Provide only the number of lines in the records below that contain "process".

----------------------------------------

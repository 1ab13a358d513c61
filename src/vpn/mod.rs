pub mod parser;
pub mod servers;
pub mod settings;

use async_trait::async_trait;
use std::fmt;
use std::process::Command;
use std::time::Duration;
use thiserror::Error;
use tokio::time::timeout;

/// Default upper bound for a single asynchronous CLI call
pub const DEFAULT_COMMAND_TIMEOUT: Duration = Duration::from_secs(30);

/// Name of the VPN client binary when none is configured
pub const DEFAULT_CLI: &str = "nordvpn";

#[derive(Debug, Error)]
pub enum GatewayError {
    #[error("failed to run `{command}`: {source}")]
    Spawn {
        command: String,
        #[source]
        source: std::io::Error,
    },

    #[error("`{command}` exited with code {code}: {stderr}")]
    Failed {
        command: String,
        code: i32,
        stderr: String,
    },

    #[error("`{command}` timed out after {}s", .after.as_secs())]
    Timeout { command: String, after: Duration },
}

/// Result of a blocking CLI call
#[derive(Debug, Clone, Default, PartialEq, Eq)]
pub struct CommandOutput {
    pub ok: bool,
    pub stdout: String,
    pub stderr: String,
    pub exit_code: i32,
}

/// The fixed set of commands the indicator ever sends to the client
#[derive(Debug, Clone, PartialEq, Eq)]
pub enum VpnCommand {
    Status,
    Account,
    Countries,
    Cities(String),
    Settings,
    Set { key: String, value: String },
    Connect(Option<String>),
    Disconnect,
    Login,
    Logout,
    Autoconnect(bool),
}

impl VpnCommand {
    pub fn args(&self) -> Vec<String> {
        let words: Vec<&str> = match self {
            VpnCommand::Status => vec!["status"],
            VpnCommand::Account => vec!["account"],
            VpnCommand::Countries => vec!["countries"],
            VpnCommand::Cities(country) => vec!["cities", country.as_str()],
            VpnCommand::Settings => vec!["settings"],
            VpnCommand::Set { key, value } => vec!["set", key.as_str(), value.as_str()],
            VpnCommand::Connect(Some(target)) => vec!["connect", target.as_str()],
            VpnCommand::Connect(None) => vec!["connect"],
            VpnCommand::Disconnect => vec!["disconnect"],
            VpnCommand::Login => vec!["login"],
            VpnCommand::Logout => vec!["logout"],
            VpnCommand::Autoconnect(true) => vec!["set", "autoconnect", "on"],
            VpnCommand::Autoconnect(false) => vec!["set", "autoconnect", "off"],
        };
        words.into_iter().map(str::to_string).collect()
    }
}

impl fmt::Display for VpnCommand {
    fn fmt(&self, f: &mut fmt::Formatter<'_>) -> fmt::Result {
        write!(f, "{}", self.args().join(" "))
    }
}

/// Boundary to the VPN client process.
///
/// Everything the indicator learns about the tunnel goes through this trait,
/// so tests swap in a recording implementation.
#[async_trait]
pub trait CommandGateway: Send + Sync {
    /// Run a command to completion on the calling thread
    fn exec_sync(&self, command: &VpnCommand) -> CommandOutput;

    /// Run a command without blocking the runtime; fails on non-zero exit
    async fn exec_async(&self, command: &VpnCommand) -> Result<String, GatewayError>;

    /// The client daemon answers `status` with exit code 0 only when it is up
    async fn is_running(&self) -> bool {
        self.exec_sync(&VpnCommand::Status).exit_code == 0
    }

    /// Run `command` only if the daemon is alive, otherwise return empty output
    async fn exec_if_running(&self, command: &VpnCommand) -> Result<String, GatewayError> {
        if !self.is_running().await {
            tracing::debug!("VPN daemon not running, skipping `{}`", command);
            return Ok(String::new());
        }
        self.exec_async(command).await
    }
}

/// Gateway backed by the real client binary
#[derive(Debug, Clone)]
pub struct NordCli {
    program: String,
    timeout: Duration,
}

impl Default for NordCli {
    fn default() -> Self {
        Self::new(DEFAULT_CLI, DEFAULT_COMMAND_TIMEOUT)
    }
}

impl NordCli {
    pub fn new(program: impl Into<String>, timeout: Duration) -> Self {
        Self {
            program: program.into(),
            timeout,
        }
    }

    fn describe(&self, command: &VpnCommand) -> String {
        format!("{} {}", self.program, command)
    }
}

#[async_trait]
impl CommandGateway for NordCli {
    fn exec_sync(&self, command: &VpnCommand) -> CommandOutput {
        match Command::new(&self.program).args(command.args()).output() {
            Ok(output) => CommandOutput {
                ok: output.status.success(),
                stdout: String::from_utf8_lossy(&output.stdout).to_string(),
                stderr: String::from_utf8_lossy(&output.stderr).to_string(),
                exit_code: output.status.code().unwrap_or(-1),
            },
            Err(e) => {
                tracing::debug!("Could not run {}: {}", self.describe(command), e);
                CommandOutput {
                    ok: false,
                    stdout: String::new(),
                    stderr: e.to_string(),
                    exit_code: -1,
                }
            }
        }
    }

    async fn exec_async(&self, command: &VpnCommand) -> Result<String, GatewayError> {
        let described = self.describe(command);

        let result = timeout(
            self.timeout,
            tokio::process::Command::new(&self.program)
                .args(command.args())
                .kill_on_drop(true)
                .output(),
        )
        .await;

        let output = match result {
            Ok(Ok(output)) => output,
            Ok(Err(source)) => {
                return Err(GatewayError::Spawn {
                    command: described,
                    source,
                })
            }
            Err(_) => {
                return Err(GatewayError::Timeout {
                    command: described,
                    after: self.timeout,
                })
            }
        };

        let stdout = String::from_utf8_lossy(&output.stdout).to_string();
        if !output.status.success() {
            // The client prints most of its failures on stdout
            let stderr = String::from_utf8_lossy(&output.stderr).trim().to_string();
            return Err(GatewayError::Failed {
                command: described,
                code: output.status.code().unwrap_or(-1),
                stderr: if stderr.is_empty() {
                    stdout.trim().to_string()
                } else {
                    stderr
                },
            });
        }

        Ok(stdout)
    }

    /// Liveness probe under the same timeout as every other call
    async fn is_running(&self) -> bool {
        match self.exec_async(&VpnCommand::Status).await {
            Ok(_) => true,
            Err(GatewayError::Failed { .. }) => false,
            Err(e) => {
                tracing::debug!("VPN daemon check failed: {}", e);
                false
            }
        }
    }
}

#[cfg(test)]
pub(crate) mod tests {
    use super::*;
    use std::sync::Mutex;

    /// Scriptable gateway that records every command it is asked to run
    #[derive(Default)]
    pub(crate) struct MockGateway {
        pub running: Mutex<bool>,
        pub status: Mutex<String>,
        pub account: Mutex<String>,
        pub countries: Mutex<String>,
        pub cities: Mutex<String>,
        pub settings: Mutex<String>,
        pub fail_status: Mutex<bool>,
        pub fail_cities: Mutex<bool>,
        pub calls: Mutex<Vec<VpnCommand>>,
    }

    impl MockGateway {
        pub(crate) fn new(status: &str) -> Self {
            let gateway = Self::default();
            *gateway.running.lock().unwrap() = true;
            gateway.set_status(status);
            *gateway.account.lock().unwrap() =
                "Account Information:\nEmail Address: user@example.com\n".to_string();
            gateway
        }

        pub(crate) fn set_status(&self, status: &str) {
            *self.status.lock().unwrap() = status.to_string();
        }

        pub(crate) fn count(&self, pred: impl Fn(&VpnCommand) -> bool) -> usize {
            self.calls.lock().unwrap().iter().filter(|c| pred(c)).count()
        }
    }

    #[async_trait]
    impl CommandGateway for MockGateway {
        fn exec_sync(&self, _command: &VpnCommand) -> CommandOutput {
            let running = *self.running.lock().unwrap();
            CommandOutput {
                ok: running,
                exit_code: if running { 0 } else { 1 },
                ..Default::default()
            }
        }

        async fn exec_async(&self, command: &VpnCommand) -> Result<String, GatewayError> {
            self.calls.lock().unwrap().push(command.clone());
            match command {
                VpnCommand::Status if *self.fail_status.lock().unwrap() => {
                    Err(GatewayError::Failed {
                        command: command.to_string(),
                        code: 1,
                        stderr: "daemon hiccup".to_string(),
                    })
                }
                VpnCommand::Cities(_) if *self.fail_cities.lock().unwrap() => {
                    Err(GatewayError::Failed {
                        command: command.to_string(),
                        code: 1,
                        stderr: "no such country".to_string(),
                    })
                }
                VpnCommand::Status => Ok(self.status.lock().unwrap().clone()),
                VpnCommand::Account => Ok(self.account.lock().unwrap().clone()),
                VpnCommand::Countries => Ok(self.countries.lock().unwrap().clone()),
                VpnCommand::Cities(_) => Ok(self.cities.lock().unwrap().clone()),
                VpnCommand::Settings => Ok(self.settings.lock().unwrap().clone()),
                _ => Ok(String::new()),
            }
        }
    }

    #[test]
    fn test_command_args() {
        assert_eq!(VpnCommand::Status.args(), vec!["status"]);
        assert_eq!(
            VpnCommand::Cities("United_States".to_string()).args(),
            vec!["cities", "United_States"]
        );
        assert_eq!(VpnCommand::Connect(None).to_string(), "connect");
        assert_eq!(
            VpnCommand::Connect(Some("us1234".to_string())).to_string(),
            "connect us1234"
        );
        assert_eq!(VpnCommand::Autoconnect(false).to_string(), "set autoconnect off");
    }

    #[tokio::test]
    async fn test_exec_async_returns_stdout() {
        let cli = NordCli::new("echo", Duration::from_secs(5));
        let out = cli.exec_async(&VpnCommand::Status).await.unwrap();
        assert_eq!(out.trim(), "status");
    }

    #[tokio::test]
    async fn test_exec_async_reports_failure() {
        let cli = NordCli::new("false", Duration::from_secs(5));
        let err = cli.exec_async(&VpnCommand::Status).await.unwrap_err();
        assert!(matches!(err, GatewayError::Failed { code: 1, .. }));
    }

    #[tokio::test]
    async fn test_missing_binary_is_not_running() {
        let cli = NordCli::new("/nonexistent/nordvpn-binary", Duration::from_secs(5));
        assert!(!cli.is_running().await);
        let out = cli.exec_if_running(&VpnCommand::Countries).await.unwrap();
        assert!(out.is_empty());

        let err = cli.exec_async(&VpnCommand::Status).await.unwrap_err();
        assert!(matches!(err, GatewayError::Spawn { .. }));
    }

    #[cfg(unix)]
    #[tokio::test]
    async fn test_hung_client_is_not_running_after_timeout() {
        use std::os::unix::fs::PermissionsExt;

        let script = std::env::temp_dir().join(format!("nordtray-hung-{}.sh", std::process::id()));
        std::fs::write(&script, "#!/bin/sh\nsleep 10\n").unwrap();
        std::fs::set_permissions(&script, std::fs::Permissions::from_mode(0o755)).unwrap();

        let cli = NordCli::new(script.to_string_lossy(), Duration::from_millis(500));
        let started = std::time::Instant::now();
        assert!(!cli.is_running().await);
        let out = cli.exec_if_running(&VpnCommand::Countries).await.unwrap();
        assert!(out.is_empty());
        assert!(started.elapsed() < Duration::from_secs(5));

        let _ = std::fs::remove_file(&script);
    }

    #[tokio::test]
    async fn test_exec_if_running_skips_dead_daemon() {
        let gateway = MockGateway::new("Status: Connected");
        *gateway.running.lock().unwrap() = false;
        let out = gateway.exec_if_running(&VpnCommand::Status).await.unwrap();
        assert!(out.is_empty());
        assert_eq!(gateway.count(|_| true), 0);
    }
}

----------------------------------------

## REPLY TO THE EXERCISE
4